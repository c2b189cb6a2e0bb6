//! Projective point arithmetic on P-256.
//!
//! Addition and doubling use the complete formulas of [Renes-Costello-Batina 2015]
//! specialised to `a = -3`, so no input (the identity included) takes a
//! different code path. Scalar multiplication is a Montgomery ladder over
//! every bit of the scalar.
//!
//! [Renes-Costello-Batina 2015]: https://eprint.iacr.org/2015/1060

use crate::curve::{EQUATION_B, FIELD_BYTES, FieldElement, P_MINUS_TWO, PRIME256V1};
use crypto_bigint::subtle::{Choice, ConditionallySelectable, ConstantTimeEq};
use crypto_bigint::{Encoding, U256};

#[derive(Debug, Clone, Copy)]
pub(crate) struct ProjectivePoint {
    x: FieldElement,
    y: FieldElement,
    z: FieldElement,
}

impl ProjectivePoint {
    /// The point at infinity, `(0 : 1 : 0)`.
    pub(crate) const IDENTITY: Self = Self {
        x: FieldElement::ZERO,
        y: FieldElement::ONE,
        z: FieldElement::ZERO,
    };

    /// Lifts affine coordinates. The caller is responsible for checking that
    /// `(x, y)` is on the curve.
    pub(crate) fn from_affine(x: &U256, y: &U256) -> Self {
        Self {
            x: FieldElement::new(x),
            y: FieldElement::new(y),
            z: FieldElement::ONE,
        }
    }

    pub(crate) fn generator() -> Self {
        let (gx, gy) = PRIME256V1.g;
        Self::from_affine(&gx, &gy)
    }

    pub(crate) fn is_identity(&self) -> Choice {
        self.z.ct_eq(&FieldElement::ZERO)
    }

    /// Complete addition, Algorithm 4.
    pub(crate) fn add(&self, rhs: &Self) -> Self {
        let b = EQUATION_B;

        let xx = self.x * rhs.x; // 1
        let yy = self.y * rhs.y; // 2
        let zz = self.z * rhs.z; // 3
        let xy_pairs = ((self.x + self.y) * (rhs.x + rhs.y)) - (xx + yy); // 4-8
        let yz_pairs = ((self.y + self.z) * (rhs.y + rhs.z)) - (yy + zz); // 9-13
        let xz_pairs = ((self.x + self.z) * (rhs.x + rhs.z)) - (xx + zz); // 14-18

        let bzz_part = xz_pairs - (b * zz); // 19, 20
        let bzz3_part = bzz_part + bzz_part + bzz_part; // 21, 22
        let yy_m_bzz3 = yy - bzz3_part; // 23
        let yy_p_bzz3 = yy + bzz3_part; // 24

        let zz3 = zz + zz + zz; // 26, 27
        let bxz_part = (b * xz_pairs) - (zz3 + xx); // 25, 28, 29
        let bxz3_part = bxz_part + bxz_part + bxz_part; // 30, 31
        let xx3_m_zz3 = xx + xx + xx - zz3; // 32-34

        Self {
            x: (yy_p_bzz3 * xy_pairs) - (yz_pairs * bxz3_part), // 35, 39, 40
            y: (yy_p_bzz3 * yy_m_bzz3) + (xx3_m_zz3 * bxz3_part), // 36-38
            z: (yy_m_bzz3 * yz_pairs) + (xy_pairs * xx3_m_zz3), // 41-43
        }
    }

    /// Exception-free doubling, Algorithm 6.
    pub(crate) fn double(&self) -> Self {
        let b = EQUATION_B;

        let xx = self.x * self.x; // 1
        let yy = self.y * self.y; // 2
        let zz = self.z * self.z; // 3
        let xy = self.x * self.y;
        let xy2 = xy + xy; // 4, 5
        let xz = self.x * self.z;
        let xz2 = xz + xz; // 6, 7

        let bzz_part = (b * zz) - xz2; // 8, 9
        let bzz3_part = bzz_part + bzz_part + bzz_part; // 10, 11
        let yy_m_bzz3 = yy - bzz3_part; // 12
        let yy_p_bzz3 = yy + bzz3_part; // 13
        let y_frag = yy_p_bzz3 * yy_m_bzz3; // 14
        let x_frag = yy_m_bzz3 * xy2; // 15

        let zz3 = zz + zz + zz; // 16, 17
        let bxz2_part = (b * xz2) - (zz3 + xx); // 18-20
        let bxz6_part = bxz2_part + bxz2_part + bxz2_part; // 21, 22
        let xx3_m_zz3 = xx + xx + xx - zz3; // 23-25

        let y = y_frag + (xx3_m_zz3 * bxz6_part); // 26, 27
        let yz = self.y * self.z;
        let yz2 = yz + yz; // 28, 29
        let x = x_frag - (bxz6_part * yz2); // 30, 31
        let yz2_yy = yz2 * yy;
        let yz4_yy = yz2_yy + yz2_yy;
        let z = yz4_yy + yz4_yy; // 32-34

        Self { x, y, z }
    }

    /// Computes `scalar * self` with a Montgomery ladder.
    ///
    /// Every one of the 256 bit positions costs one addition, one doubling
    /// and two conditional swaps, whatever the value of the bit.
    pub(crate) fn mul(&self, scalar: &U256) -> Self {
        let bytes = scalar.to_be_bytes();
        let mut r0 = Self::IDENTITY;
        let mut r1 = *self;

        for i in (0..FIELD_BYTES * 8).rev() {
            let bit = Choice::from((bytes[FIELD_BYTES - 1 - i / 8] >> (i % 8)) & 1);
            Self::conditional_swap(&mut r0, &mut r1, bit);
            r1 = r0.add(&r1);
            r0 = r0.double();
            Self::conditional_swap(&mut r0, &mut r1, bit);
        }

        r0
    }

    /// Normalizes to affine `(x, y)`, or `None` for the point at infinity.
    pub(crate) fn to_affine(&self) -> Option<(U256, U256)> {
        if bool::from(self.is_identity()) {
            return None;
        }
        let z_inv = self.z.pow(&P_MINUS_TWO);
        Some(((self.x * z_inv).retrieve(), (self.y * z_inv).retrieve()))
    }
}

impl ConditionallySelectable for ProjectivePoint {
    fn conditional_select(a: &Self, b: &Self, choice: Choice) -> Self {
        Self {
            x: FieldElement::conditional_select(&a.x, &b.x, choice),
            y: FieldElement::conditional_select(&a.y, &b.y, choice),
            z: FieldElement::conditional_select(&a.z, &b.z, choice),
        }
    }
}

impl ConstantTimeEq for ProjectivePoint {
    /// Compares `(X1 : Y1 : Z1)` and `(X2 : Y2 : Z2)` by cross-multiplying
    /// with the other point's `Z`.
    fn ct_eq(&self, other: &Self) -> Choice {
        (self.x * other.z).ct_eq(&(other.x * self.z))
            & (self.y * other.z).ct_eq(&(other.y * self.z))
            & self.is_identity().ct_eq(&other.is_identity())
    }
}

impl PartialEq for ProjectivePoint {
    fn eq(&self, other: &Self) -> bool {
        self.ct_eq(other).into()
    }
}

• _Aim of the exercise_
Up to and including the line with "let yy_p_bzz3 = yy + bzz3_part; // 24", output each line of the entries above exactly, starting from the first.

• _Exercise answer_
repository c2b189cb6a2e0bb6
//! Projective point arithmetic on P-256.
//!
//! Addition and doubling use the complete formulas of [Renes-Costello-Batina 2015]
//! specialised to `a = -3`, so no input (the identity included) takes a
//! different code path. Scalar multiplication is a Montgomery ladder over
//! every bit of the scalar.
//!
//! [Renes-Costello-Batina 2015]: https://eprint.iacr.org/2015/1060

use crate::curve::{EQUATION_B, FIELD_BYTES, FieldElement, P_MINUS_TWO, PRIME256V1};
use crypto_bigint::subtle::{Choice, ConditionallySelectable, ConstantTimeEq};
use crypto_bigint::{Encoding, U256};

#[derive(Debug, Clone, Copy)]
pub(crate) struct ProjectivePoint {
    x: FieldElement,
    y: FieldElement,
    z: FieldElement,
}

impl ProjectivePoint {
    /// The point at infinity, `(0 : 1 : 0)`.
    pub(crate) const IDENTITY: Self = Self {
        x: FieldElement::ZERO,
        y: FieldElement::ONE,
        z: FieldElement::ZERO,
    };

    /// Lifts affine coordinates. The caller is responsible for checking that
    /// `(x, y)` is on the curve.
    pub(crate) fn from_affine(x: &U256, y: &U256) -> Self {
        Self {
            x: FieldElement::new(x),
            y: FieldElement::new(y),
            z: FieldElement::ONE,
        }
    }

    pub(crate) fn generator() -> Self {
        let (gx, gy) = PRIME256V1.g;
        Self::from_affine(&gx, &gy)
    }

    pub(crate) fn is_identity(&self) -> Choice {
        self.z.ct_eq(&FieldElement::ZERO)
    }

    /// Complete addition, Algorithm 4.
    pub(crate) fn add(&self, rhs: &Self) -> Self {
        let b = EQUATION_B;

        let xx = self.x * rhs.x; // 1
        let yy = self.y * rhs.y; // 2
        let zz = self.z * rhs.z; // 3
        let xy_pairs = ((self.x + self.y) * (rhs.x + rhs.y)) - (xx + yy); // 4-8
        let yz_pairs = ((self.y + self.z) * (rhs.y + rhs.z)) - (yy + zz); // 9-13
        let xz_pairs = ((self.x + self.z) * (rhs.x + rhs.z)) - (xx + zz); // 14-18

        let bzz_part = xz_pairs - (b * zz); // 19, 20
        let bzz3_part = bzz_part + bzz_part + bzz_part; // 21, 22
        let yy_m_bzz3 = yy - bzz3_part; // 23
        let yy_p_bzz3 = yy + bzz3_part; // 24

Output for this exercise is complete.